# YOUR TASK:
Copy every line below that has the word "PaymentMethod" in it.

# RECORDS PROVIDED:

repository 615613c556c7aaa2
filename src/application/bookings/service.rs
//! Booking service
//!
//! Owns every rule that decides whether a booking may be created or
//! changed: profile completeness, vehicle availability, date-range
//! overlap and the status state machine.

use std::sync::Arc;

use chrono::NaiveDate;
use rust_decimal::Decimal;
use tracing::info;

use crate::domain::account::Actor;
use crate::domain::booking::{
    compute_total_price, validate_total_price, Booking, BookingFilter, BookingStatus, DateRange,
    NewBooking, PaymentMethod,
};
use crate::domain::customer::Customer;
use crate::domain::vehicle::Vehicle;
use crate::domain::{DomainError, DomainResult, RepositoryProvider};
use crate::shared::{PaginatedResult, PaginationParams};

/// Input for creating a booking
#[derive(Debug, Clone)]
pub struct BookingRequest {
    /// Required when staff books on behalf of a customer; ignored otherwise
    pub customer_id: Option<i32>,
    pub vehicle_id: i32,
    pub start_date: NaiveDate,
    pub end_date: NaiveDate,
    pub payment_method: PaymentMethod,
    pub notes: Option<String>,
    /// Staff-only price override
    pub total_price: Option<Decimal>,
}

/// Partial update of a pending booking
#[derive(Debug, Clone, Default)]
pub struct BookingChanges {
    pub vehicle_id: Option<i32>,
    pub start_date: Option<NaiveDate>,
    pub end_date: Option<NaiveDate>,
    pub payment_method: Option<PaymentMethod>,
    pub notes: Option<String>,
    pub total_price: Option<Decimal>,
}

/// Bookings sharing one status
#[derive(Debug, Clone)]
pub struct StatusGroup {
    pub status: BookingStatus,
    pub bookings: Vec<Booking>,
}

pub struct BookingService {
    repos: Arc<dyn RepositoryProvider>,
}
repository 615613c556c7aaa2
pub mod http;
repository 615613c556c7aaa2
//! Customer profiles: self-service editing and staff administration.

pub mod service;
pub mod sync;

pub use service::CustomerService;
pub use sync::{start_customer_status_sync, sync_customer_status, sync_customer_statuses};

==

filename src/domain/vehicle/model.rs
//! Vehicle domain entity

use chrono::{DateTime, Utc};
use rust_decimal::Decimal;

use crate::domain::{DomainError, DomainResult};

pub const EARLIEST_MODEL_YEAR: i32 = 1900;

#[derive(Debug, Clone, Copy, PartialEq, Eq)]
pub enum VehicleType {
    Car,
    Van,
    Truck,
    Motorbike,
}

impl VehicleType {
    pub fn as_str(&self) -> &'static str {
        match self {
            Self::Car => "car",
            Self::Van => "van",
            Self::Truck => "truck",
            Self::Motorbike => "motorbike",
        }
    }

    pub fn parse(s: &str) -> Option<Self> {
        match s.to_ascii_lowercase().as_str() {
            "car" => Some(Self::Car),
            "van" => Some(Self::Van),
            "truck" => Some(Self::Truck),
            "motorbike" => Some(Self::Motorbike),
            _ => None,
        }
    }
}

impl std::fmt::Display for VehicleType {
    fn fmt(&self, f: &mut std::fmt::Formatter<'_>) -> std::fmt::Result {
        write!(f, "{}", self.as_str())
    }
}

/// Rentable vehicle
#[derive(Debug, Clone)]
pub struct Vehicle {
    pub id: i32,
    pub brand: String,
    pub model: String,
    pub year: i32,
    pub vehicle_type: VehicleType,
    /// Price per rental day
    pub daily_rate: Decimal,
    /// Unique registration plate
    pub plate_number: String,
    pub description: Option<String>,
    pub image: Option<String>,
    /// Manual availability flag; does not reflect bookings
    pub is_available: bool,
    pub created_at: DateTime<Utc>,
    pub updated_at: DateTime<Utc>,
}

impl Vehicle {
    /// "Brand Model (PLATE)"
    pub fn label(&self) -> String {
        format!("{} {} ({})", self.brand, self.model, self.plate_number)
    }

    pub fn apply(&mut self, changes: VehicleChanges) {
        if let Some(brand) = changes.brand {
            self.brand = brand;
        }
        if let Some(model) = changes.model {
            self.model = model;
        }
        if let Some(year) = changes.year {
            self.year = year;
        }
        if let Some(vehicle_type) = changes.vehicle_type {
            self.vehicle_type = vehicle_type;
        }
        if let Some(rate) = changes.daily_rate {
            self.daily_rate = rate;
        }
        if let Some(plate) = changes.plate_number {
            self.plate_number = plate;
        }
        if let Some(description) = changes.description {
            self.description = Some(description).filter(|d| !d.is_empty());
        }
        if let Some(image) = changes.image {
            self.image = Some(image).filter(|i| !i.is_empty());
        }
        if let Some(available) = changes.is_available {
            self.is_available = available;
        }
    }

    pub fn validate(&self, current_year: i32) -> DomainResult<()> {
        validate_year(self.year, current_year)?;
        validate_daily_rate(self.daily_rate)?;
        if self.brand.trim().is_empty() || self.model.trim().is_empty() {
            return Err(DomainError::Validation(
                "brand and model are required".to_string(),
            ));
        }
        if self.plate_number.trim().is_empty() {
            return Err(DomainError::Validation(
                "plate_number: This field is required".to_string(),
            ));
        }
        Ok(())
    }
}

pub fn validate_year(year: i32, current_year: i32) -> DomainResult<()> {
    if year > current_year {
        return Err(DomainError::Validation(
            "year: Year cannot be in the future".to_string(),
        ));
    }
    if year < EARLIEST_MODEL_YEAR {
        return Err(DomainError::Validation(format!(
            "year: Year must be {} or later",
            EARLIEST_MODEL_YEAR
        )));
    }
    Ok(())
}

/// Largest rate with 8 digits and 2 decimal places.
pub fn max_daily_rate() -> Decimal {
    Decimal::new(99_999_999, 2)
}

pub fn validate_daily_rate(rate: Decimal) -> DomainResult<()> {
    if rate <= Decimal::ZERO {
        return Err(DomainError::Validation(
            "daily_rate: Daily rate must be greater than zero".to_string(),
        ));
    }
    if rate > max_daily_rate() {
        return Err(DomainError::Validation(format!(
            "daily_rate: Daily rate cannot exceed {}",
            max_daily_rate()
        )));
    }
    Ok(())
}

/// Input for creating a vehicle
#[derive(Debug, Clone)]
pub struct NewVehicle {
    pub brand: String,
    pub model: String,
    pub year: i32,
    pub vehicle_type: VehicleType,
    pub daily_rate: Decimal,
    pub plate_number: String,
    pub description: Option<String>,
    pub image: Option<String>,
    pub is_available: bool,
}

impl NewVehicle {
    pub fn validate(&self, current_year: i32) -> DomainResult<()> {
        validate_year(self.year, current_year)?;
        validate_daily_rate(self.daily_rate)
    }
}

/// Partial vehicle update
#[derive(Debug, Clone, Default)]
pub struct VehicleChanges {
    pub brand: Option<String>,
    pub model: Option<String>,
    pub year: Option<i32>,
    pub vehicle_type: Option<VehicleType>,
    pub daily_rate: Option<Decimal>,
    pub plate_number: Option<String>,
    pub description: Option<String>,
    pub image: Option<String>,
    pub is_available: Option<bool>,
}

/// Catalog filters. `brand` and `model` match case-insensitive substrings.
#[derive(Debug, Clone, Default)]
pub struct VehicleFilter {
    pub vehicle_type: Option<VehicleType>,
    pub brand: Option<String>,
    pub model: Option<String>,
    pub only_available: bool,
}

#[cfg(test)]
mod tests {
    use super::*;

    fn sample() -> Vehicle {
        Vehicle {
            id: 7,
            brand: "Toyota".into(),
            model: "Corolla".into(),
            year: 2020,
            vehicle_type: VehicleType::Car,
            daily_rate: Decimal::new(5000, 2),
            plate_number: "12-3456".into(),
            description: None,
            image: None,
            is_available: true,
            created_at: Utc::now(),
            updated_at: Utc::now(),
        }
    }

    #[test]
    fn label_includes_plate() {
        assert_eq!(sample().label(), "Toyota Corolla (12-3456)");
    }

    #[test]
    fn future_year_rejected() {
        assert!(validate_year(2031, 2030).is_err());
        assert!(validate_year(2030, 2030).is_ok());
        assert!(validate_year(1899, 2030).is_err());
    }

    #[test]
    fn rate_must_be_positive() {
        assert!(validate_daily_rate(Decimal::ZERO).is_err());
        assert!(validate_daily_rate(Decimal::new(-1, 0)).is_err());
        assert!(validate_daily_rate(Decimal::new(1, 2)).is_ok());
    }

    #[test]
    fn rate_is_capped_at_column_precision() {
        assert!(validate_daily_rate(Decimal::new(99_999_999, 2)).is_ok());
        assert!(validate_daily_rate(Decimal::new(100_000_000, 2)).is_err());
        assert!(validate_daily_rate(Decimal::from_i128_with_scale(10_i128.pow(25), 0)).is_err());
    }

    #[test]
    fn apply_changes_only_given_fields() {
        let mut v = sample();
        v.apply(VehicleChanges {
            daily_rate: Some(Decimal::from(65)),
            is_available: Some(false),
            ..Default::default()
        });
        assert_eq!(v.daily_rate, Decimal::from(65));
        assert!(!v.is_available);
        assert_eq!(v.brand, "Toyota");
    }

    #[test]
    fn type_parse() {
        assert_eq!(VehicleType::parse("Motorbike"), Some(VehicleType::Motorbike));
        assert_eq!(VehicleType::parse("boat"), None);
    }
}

# FINISHED EXERCISE:
    NewBooking, PaymentMethod,
    pub payment_method: PaymentMethod,
    pub payment_method: Option<PaymentMethod>,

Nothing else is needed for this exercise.